## Task
Reproduce each line of the entries that carries "with".

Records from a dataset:
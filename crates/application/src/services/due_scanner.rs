//! Due scanner background task
//!
//! Safety net that re-publishes instructions for overdue tasks. The broker
//! channel can lose work in two ways: a push that fails after the store
//! insert, and an attempt orphaned between acquisition and its terminal
//! transition (crash, shutdown). The scanner periodically re-pushes an
//! instruction for every non-terminal task whose due date has passed.
//! Duplicates are harmless: acquisition succeeds at most once per
//! `(task_id, retry_count)` pair.

use std::sync::Arc;
use std::time::Duration;

use chrono::Utc;
use domain::Instruction;
use tracing::{debug, info, instrument, warn};

use crate::control::ControlFlag;
use crate::error::ApplicationError;
use crate::ports::{InstructionBroker, TaskStore};

/// Tunables for the due scanner
#[derive(Debug, Clone)]
pub struct DueScannerConfig {
    /// Time between scans
    pub interval: Duration,
    /// Maximum tasks re-published per scan
    pub batch_limit: u32,
}

impl Default for DueScannerConfig {
    fn default() -> Self {
        Self {
            interval: Duration::from_secs(5),
            batch_limit: 100,
        }
    }
}

/// Re-publishes overdue tasks into the instruction broker
pub struct DueScanner {
    store: Arc<dyn TaskStore>,
    broker: Arc<dyn InstructionBroker>,
    config: DueScannerConfig,
}

impl std::fmt::Debug for DueScanner {
    fn fmt(&self, f: &mut std::fmt::Formatter<'_>) -> std::fmt::Result {
        f.debug_struct("DueScanner")
            .field("config", &self.config)
            .finish_non_exhaustive()
    }
}

impl DueScanner {
    /// Create a scanner over its collaborators
    #[must_use]
    pub fn new(
        store: Arc<dyn TaskStore>,
        broker: Arc<dyn InstructionBroker>,
        config: DueScannerConfig,
    ) -> Self {
        Self {
            store,
            broker,
            config,
        }
    }

    /// Run scans until the control flag clears
    pub async fn run(&self, flag: ControlFlag) {
        info!(
            interval_secs = self.config.interval.as_secs(),
            "due scanner started"
        );
        loop {
            tokio::select! {
                () = tokio::time::sleep(self.config.interval) => {}
                () = flag.cleared() => break,
            }
            if let Err(e) = self.scan_once().await {
                warn!(error = %e, "due scan failed");
            }
        }
        info!("due scanner stopped");
    }

    /// One scan: push an instruction for every overdue non-terminal task
    #[instrument(skip(self))]
    pub async fn scan_once(&self) -> Result<u32, ApplicationError> {
        let overdue = self
            .store
            .scan_overdue(Utc::now(), self.config.batch_limit)
            .await?;
        let mut published = 0u32;
        for task in overdue {
            let instruction = Instruction::new(task.id, task.retry_count);
            match self.broker.push(instruction).await {
                Ok(()) => published += 1,
                Err(e) => {
                    warn!(task_id = %task.id, error = %e, "republish failed");
                    break;
                }
            }
        }
        if published > 0 {
            debug!(published, "republished overdue instructions");
        }
        Ok(published)
    }
}

#[cfg(test)]
mod tests {
    use std::collections::HashMap;

    use chrono::Utc;
    use domain::{AppId, Task, TaskId, TaskStatus};
    use mockall::predicate::eq;

    use super::*;
    use crate::ports::{MockInstructionBroker, MockTaskStore};

    fn overdue_task(id: i64, retry_count: u32, status: TaskStatus) -> Task {
        Task {
            id: TaskId::new(id),
            app_id: AppId::new(),
            url: "http://example.com/hook".to_string(),
            body: Vec::new(),
            charset: "utf-8".to_string(),
            enctype: "application/x-www-form-urlencoded".to_string(),
            headers: HashMap::new(),
            timeout: 20,
            status,
            retry_count,
            due: Utc::now() - chrono::Duration::seconds(30),
            created_at: Utc::now(),
            updated_at: Utc::now(),
        }
    }

    #[tokio::test]
    async fn republishes_each_overdue_task() {
        let mut store = MockTaskStore::new();
        store.expect_scan_overdue().returning(|_, _| {
            Ok(vec![
                overdue_task(1, 0, TaskStatus::Pending),
                overdue_task(2, 3, TaskStatus::InProgress),
            ])
        });
        let mut broker = MockInstructionBroker::new();
        broker
            .expect_push()
            .with(eq(Instruction::new(TaskId::new(1), 0)))
            .times(1)
            .returning(|_| Ok(()));
        broker
            .expect_push()
            .with(eq(Instruction::new(TaskId::new(2), 3)))
            .times(1)
            .returning(|_| Ok(()));

        let scanner = DueScanner::new(
            Arc::new(store),
            Arc::new(broker),
            DueScannerConfig::default(),
        );
        assert_eq!(scanner.scan_once().await.unwrap(), 2);
    }

    #[tokio::test]
    async fn empty_scan_publishes_nothing() {
        let mut store = MockTaskStore::new();
        store.expect_scan_overdue().returning(|_, _| Ok(Vec::new()));
        let mut broker = MockInstructionBroker::new();
        broker.expect_push().never();

        let scanner = DueScanner::new(
            Arc::new(store),
            Arc::new(broker),
            DueScannerConfig::default(),
        );
        assert_eq!(scanner.scan_once().await.unwrap(), 0);
    }

    #[tokio::test]
    async fn broker_failure_stops_the_scan() {
        let mut store = MockTaskStore::new();
        store.expect_scan_overdue().returning(|_, _| {
            Ok(vec![
                overdue_task(1, 0, TaskStatus::Pending),
                overdue_task(2, 0, TaskStatus::Pending),
            ])
        });
        let mut broker = MockInstructionBroker::new();
        broker
            .expect_push()
            .times(1)
            .returning(|_| Err(ApplicationError::Broker("down".to_string())));

        let scanner = DueScanner::new(
            Arc::new(store),
            Arc::new(broker),
            DueScannerConfig::default(),
        );
        assert_eq!(scanner.scan_once().await.unwrap(), 0);
    }

    #[tokio::test]
    async fn store_failure_surfaces() {
        let mut store = MockTaskStore::new();
        store
            .expect_scan_overdue()
            .returning(|_, _| Err(ApplicationError::Store("locked".to_string())));
        let broker = MockInstructionBroker::new();

        let scanner = DueScanner::new(
            Arc::new(store),
            Arc::new(broker),
            DueScannerConfig::default(),
        );
        assert!(scanner.scan_once().await.is_err());
    }
}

## Response for this exercise
            .with(eq(Instruction::new(TaskId::new(1), 0)))
            .with(eq(Instruction::new(TaskId::new(2), 3)))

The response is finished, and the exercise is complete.